Give back an exact copy of the lines below, from the first through the line with "impl<T: ObjectBag +"; please stop there.
=== Begin Enclosure ===
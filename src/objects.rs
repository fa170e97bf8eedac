//! Explicit color overrides stored in visual property bags.
//!
//! A property bag follows the visual-objects JSON shape:
//!
//! ```json
//! { "dataPoint": { "fill": { "solid": { "color": "#FF0000" } } } }
//! ```

use serde::{Deserialize, Serialize};
use serde_json::Value;

/// Names the object and property holding a fill override
#[derive(Debug, Clone, PartialEq, Eq, Hash, Serialize, Deserialize)]
#[serde(rename_all = "camelCase")]
pub struct PropertyIdentifier {
    pub object_name: String,
    pub property_name: String,
}

impl PropertyIdentifier {
    pub fn new(object_name: impl Into<String>, property_name: impl Into<String>) -> Self {
        Self {
            object_name: object_name.into(),
            property_name: property_name.into(),
        }
    }
}

/// Reads explicitly set fill colors out of a property bag
pub trait ObjectBag {
    /// Returns the fill color set under `property`, if any
    fn fill_color(&self, property: &PropertyIdentifier) -> Option<String>;
}

impl ObjectBag for Value {
    fn fill_color(&self, property: &PropertyIdentifier) -> Option<String> {
        self.get(&property.object_name)?
            .get(&property.property_name)?
            .get("solid")?
            .get("color")?
            .as_str()
            .filter(|color| !color.is_empty())
            .map(str::to_owned)
    }
}

/// No objects at all
impl ObjectBag for () {
    fn fill_color(&self, _property: &PropertyIdentifier) -> Option<String> {
        None
    }
}

impl<T: ObjectBag> ObjectBag for Option<T> {
    fn fill_color(&self, property: &PropertyIdentifier) -> Option<String> {
        self.as_ref()?.fill_color(property)
    }
}

impl<T: ObjectBag + ?Sized> ObjectBag for &T {
    fn fill_color(&self, property: &PropertyIdentifier) -> Option<String> {
        (**self).fill_color(property)
    }
}
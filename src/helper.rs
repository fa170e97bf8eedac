//! Color resolution policy for series and measures
//!
//! [`ColorHelper`] decides which color a data series or measure is drawn
//! with. In order:
//!
//! 1. High-contrast mode returns the requested theme color, ignoring overrides
//! 2. An explicit fill set in the property bag
//! 3. The configured default color
//! 4. The palette slot for the series value or measure key

use log::debug;
use std::fmt::Display;

use crate::{
    objects::{ObjectBag, PropertyIdentifier},
    palette::{ColorPalette, ThemeColorName},
    selector::{self, Selector},
};

/// Resolves display colors against a palette, fill overrides and a default.
///
/// Built once per render pass and shared by reference; it holds no mutable
/// state of its own.
#[derive(Debug, Clone)]
pub struct ColorHelper<'a> {
    palette: Option<&'a dyn ColorPalette>,
    fill_property: Option<PropertyIdentifier>,
    default_color: Option<String>,
}

impl<'a> ColorHelper<'a> {
    /// Creates a helper backed by `palette`
    pub fn new(palette: &'a dyn ColorPalette) -> Self {
        Self {
            palette: Some(palette),
            fill_property: None,
            default_color: None,
        }
    }

    /// Creates a helper without a palette; only overrides and the default
    /// color can be resolved
    pub fn detached() -> Self {
        Self {
            palette: None,
            fill_property: None,
            default_color: None,
        }
    }

    /// Sets the property under which explicit fill overrides live
    pub fn with_fill_property(mut self, fill_property: PropertyIdentifier) -> Self {
        self.fill_property = Some(fill_property);
        self
    }

    /// Sets a static color used before falling back to the palette.
    /// An empty string leaves no default.
    pub fn with_default_color(mut self, default_color: impl Into<String>) -> Self {
        self.default_color = Some(default_color.into()).filter(|color| !color.is_empty());
        self
    }

    /// Gets the color for the given series value.
    ///
    /// The palette is only consulted when neither an explicit fill nor a
    /// default color applies.
    pub fn get_color_for_series_value<O>(
        &self,
        objects: &O,
        value: impl Display,
        theme_color_name: Option<ThemeColorName>,
    ) -> Option<String>
    where
        O: ObjectBag + ?Sized,
    {
        if self.is_high_contrast() {
            return self.high_contrast_theme_color(theme_color_name);
        }

        self.explicit_fill(objects)
            .or_else(|| self.default_color.clone())
            .or_else(|| self.palette.map(|palette| palette.get_color(&value.to_string())))
    }

    /// Gets the color for the given measure.
    ///
    /// The palette slot for `measure_key` is allocated on every call, even
    /// when an override or default wins, so the nth measure keeps the nth
    /// palette color whether or not earlier measures were overridden.
    pub fn get_color_for_measure<O>(
        &self,
        objects: &O,
        measure_key: impl Display,
        theme_color_name: Option<ThemeColorName>,
    ) -> Option<String>
    where
        O: ObjectBag + ?Sized,
    {
        if self.is_high_contrast() {
            return self.high_contrast_theme_color(theme_color_name);
        }

        let scale_color = self
            .palette
            .map(|palette| palette.get_color(&measure_key.to_string()));

        self.explicit_fill(objects)
            .or_else(|| self.default_color.clone())
            .or(scale_color)
    }

    /// True iff a palette is present and reports high contrast
    pub fn is_high_contrast(&self) -> bool {
        self.palette
            .is_some_and(|palette| palette.is_high_contrast())
    }

    /// Looks up a named theme color, `background` when no name is given
    pub fn get_theme_color(&self, theme_color_name: Option<ThemeColorName>) -> Option<String> {
        self.palette?.theme_color(theme_color_name.unwrap_or_default())
    }

    /// The theme color in high-contrast mode, otherwise `default_color`
    pub fn get_high_contrast_color(
        &self,
        theme_color_name: Option<ThemeColorName>,
        default_color: Option<&str>,
    ) -> Option<String> {
        if self.is_high_contrast() {
            self.get_theme_color(theme_color_name)
        } else {
            default_color.map(str::to_owned)
        }
    }

    /// See [`selector::normalize_selector`]
    pub fn normalize_selector(selector: &Selector, is_single_series: bool) -> Selector {
        selector::normalize_selector(selector, is_single_series)
    }

    fn explicit_fill<O: ObjectBag + ?Sized>(&self, objects: &O) -> Option<String> {
        self.fill_property
            .as_ref()
            .and_then(|property| objects.fill_color(property))
    }

    fn high_contrast_theme_color(&self, theme_color_name: Option<ThemeColorName>) -> Option<String> {
        let name = theme_color_name.unwrap_or_default();
        debug!("high contrast mode active, resolving theme color {}", name);
        self.get_theme_color(Some(name))
    }
}
use std::fs::File;
use std::io::{self, Read, Seek, SeekFrom};
use std::path::Path;
use std::sync::Arc;

use chunkyard_protocol::constants::{COPY_BUFFER_SIZE, DEFAULT_CHUNK_SIZE};
use tokio::io::{AsyncRead, AsyncReadExt};

use crate::{RangeDescriptor, TransferError};

// ---------------------------------------------------------------------------
// ChunkReader
// ---------------------------------------------------------------------------

/// A chunk of file data read for upload.
#[derive(Debug, Clone, PartialEq, Eq)]
pub struct Chunk {
    /// Byte offset within the file.
    pub offset: u64,
    /// Raw chunk data.
    pub data: Vec<u8>,
}

impl Chunk {
    /// Returns the range this chunk covers in a file of `total` bytes.
    pub fn range(&self, total: Option<u64>) -> RangeDescriptor {
        RangeDescriptor {
            start: self.offset,
            end: self.offset + self.data.len() as u64 - 1,
            total,
        }
    }
}

/// Reads a local file in fixed-size chunks (client side of an upload).
pub struct ChunkReader {
    file: File,
    chunk_size: usize,
    offset: u64,
    file_size: u64,
}

impl ChunkReader {
    /// Opens `path` for chunked reading.
    ///
    /// If `chunk_size` is 0, [`DEFAULT_CHUNK_SIZE`] is used.
    pub fn new(path: &Path, chunk_size: usize) -> io::Result<Self> {
        let file = File::open(path)?;
        let file_size = file.metadata()?.len();
        let chunk_size = if chunk_size == 0 {
            DEFAULT_CHUNK_SIZE
        } else {
            chunk_size
        };
        Ok(Self {
            file,
            chunk_size,
            offset: 0,
            file_size,
        })
    }

    /// Seeks to the given byte offset (for resume).
    pub fn seek_to(&mut self, offset: u64) -> io::Result<()> {
        let offset = offset.min(self.file_size);
        self.file.seek(SeekFrom::Start(offset))?;
        self.offset = offset;
        Ok(())
    }

    /// Reads the next chunk. Returns `None` at EOF.
    pub fn next_chunk(&mut self) -> io::Result<Option<Chunk>> {
        let remaining = self.remaining();
        if remaining == 0 {
            return Ok(None);
        }

        let read_size = remaining.min(self.chunk_size as u64) as usize;
        let mut data = vec![0u8; read_size];
        self.file.read_exact(&mut data)?;

        let chunk = Chunk {
            offset: self.offset,
            data,
        };
        self.offset += read_size as u64;
        Ok(Some(chunk))
    }

    /// Current byte offset.
    pub fn offset(&self) -> u64 {
        self.offset
    }

    /// Total file size in bytes.
    pub fn file_size(&self) -> u64 {
        self.file_size
    }

    /// Bytes remaining to read.
    pub fn remaining(&self) -> u64 {
        self.file_size - self.offset
    }
}

// ---------------------------------------------------------------------------
// ChunkWriter
// ---------------------------------------------------------------------------

/// Streams one chunk's payload to its offset in the destination file.
///
/// The payload is copied in bounded steps, so memory use does not depend on
/// chunk size. Every step is a positional write; no file cursor is shared
/// between chunks, and chunks may arrive in any order.
#[derive(Debug, Clone)]
pub struct ChunkWriter {
    buffer_size: usize,
}

impl Default for ChunkWriter {
    fn default() -> Self {
        Self::new(COPY_BUFFER_SIZE)
    }
}

impl ChunkWriter {
    /// Creates a writer copying at most `buffer_size` bytes per step.
    pub fn new(buffer_size: usize) -> Self {
        Self {
            buffer_size: buffer_size.max(1),
        }
    }

    /// Writes the payload read from `body` at `range.start` of `path`.
    ///
    /// The payload must be exactly `range.len()` bytes; a shorter or longer
    /// body fails with [`TransferError::RangeLengthMismatch`]. Bytes already
    /// written for a failing chunk are left in place. Returns the number of
    /// bytes written, which is only reported once the data is flushed.
    ///
    /// The file is opened and closed within this call, on every path.
    pub async fn write_chunk<R>(
        &self,
        path: &Path,
        range: &RangeDescriptor,
        body: R,
    ) -> Result<u64, TransferError>
    where
        R: AsyncRead + Unpin,
    {
        let write_err = |source| TransferError::ChunkWrite {
            path: path.to_path_buf(),
            source,
        };

        let expected = range.len();
        let file = tokio::fs::OpenOptions::new()
            .write(true)
            .open(path)
            .await
            .map_err(write_err)?
            .into_std()
            .await;
        let file = Arc::new(file);

        // One byte of slack so an oversized body is detected without reading it all.
        let mut body = body.take(expected.saturating_add(1));
        let mut buf = vec![0u8; self.buffer_size];
        let mut written: u64 = 0;

        loop {
            let filled = fill_buf(&mut body, &mut buf)
                .await
                .map_err(TransferError::PayloadRead)?;
            if filled == 0 {
                break;
            }
            if written + filled as u64 > expected {
                return Err(TransferError::RangeLengthMismatch {
                    expected,
                    actual: written + filled as u64,
                });
            }

            let offset = range.start + written;
            let f = Arc::clone(&file);
            buf = tokio::task::spawn_blocking(move || {
                write_all_at(&f, &buf[..filled], offset).map(|()| buf)
            })
            .await
            .map_err(|e| write_err(io::Error::other(e)))?
            .map_err(write_err)?;
            written += filled as u64;
        }

        if written != expected {
            return Err(TransferError::RangeLengthMismatch {
                expected,
                actual: written,
            });
        }

        tokio::task::spawn_blocking(move || file.sync_data())
            .await
            .map_err(|e| write_err(io::Error::other(e)))?
            .map_err(write_err)?;

        tracing::debug!(path = %path.display(), %range, "chunk written");
        Ok(written)
    }
}

/// Reads until `buf` is full or the body ends.
async fn fill_buf<R: AsyncRead + Unpin>(body: &mut R, buf: &mut [u8]) -> io::Result<usize> {
    let mut filled = 0;
    while filled < buf.len() {
        let n = body.read(&mut buf[filled..]).await?;
        if n == 0 {
            break;
        }
        filled += n;
    }
    Ok(filled)
}

#[cfg(unix)]
fn write_all_at(file: &File, buf: &[u8], offset: u64) -> io::Result<()> {
    use std::os::unix::fs::FileExt;
    file.write_all_at(buf, offset)
}

#[cfg(windows)]
fn write_all_at(file: &File, mut buf: &[u8], mut offset: u64) -> io::Result<()> {
    use std::os::windows::fs::FileExt;
    while !buf.is_empty() {
        match file.seek_write(buf, offset) {
            Ok(0) => {
                return Err(io::Error::new(
                    io::ErrorKind::WriteZero,
                    "failed to write whole buffer",
                ));
            }
            Ok(n) => {
                buf = &buf[n..];
                offset += n as u64;
            }
            Err(e) if e.kind() == io::ErrorKind::Interrupted => {}
            Err(e) => return Err(e),
        }
    }
    Ok(())
}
=== End Enclosure ===
• **Task answer**
filename src/objects.rs
repository fa170e97bf8eedac
//! Explicit color overrides stored in visual property bags.
//!
//! A property bag follows the visual-objects JSON shape:
//!
//! ```json
//! { "dataPoint": { "fill": { "solid": { "color": "#FF0000" } } } }
//! ```

use serde::{Deserialize, Serialize};
use serde_json::Value;

/// Names the object and property holding a fill override
#[derive(Debug, Clone, PartialEq, Eq, Hash, Serialize, Deserialize)]
#[serde(rename_all = "camelCase")]
pub struct PropertyIdentifier {
    pub object_name: String,
    pub property_name: String,
}

impl PropertyIdentifier {
    pub fn new(object_name: impl Into<String>, property_name: impl Into<String>) -> Self {
        Self {
            object_name: object_name.into(),
            property_name: property_name.into(),
        }
    }
}

/// Reads explicitly set fill colors out of a property bag
pub trait ObjectBag {
    /// Returns the fill color set under `property`, if any
    fn fill_color(&self, property: &PropertyIdentifier) -> Option<String>;
}

impl ObjectBag for Value {
    fn fill_color(&self, property: &PropertyIdentifier) -> Option<String> {
        self.get(&property.object_name)?
            .get(&property.property_name)?
            .get("solid")?
            .get("color")?
            .as_str()
            .filter(|color| !color.is_empty())
            .map(str::to_owned)
    }
}

/// No objects at all
impl ObjectBag for () {
    fn fill_color(&self, _property: &PropertyIdentifier) -> Option<String> {
        None
    }
}

impl<T: ObjectBag> ObjectBag for Option<T> {
    fn fill_color(&self, property: &PropertyIdentifier) -> Option<String> {
        self.as_ref()?.fill_color(property)
    }
}

impl<T: ObjectBag + ?Sized> ObjectBag for &T {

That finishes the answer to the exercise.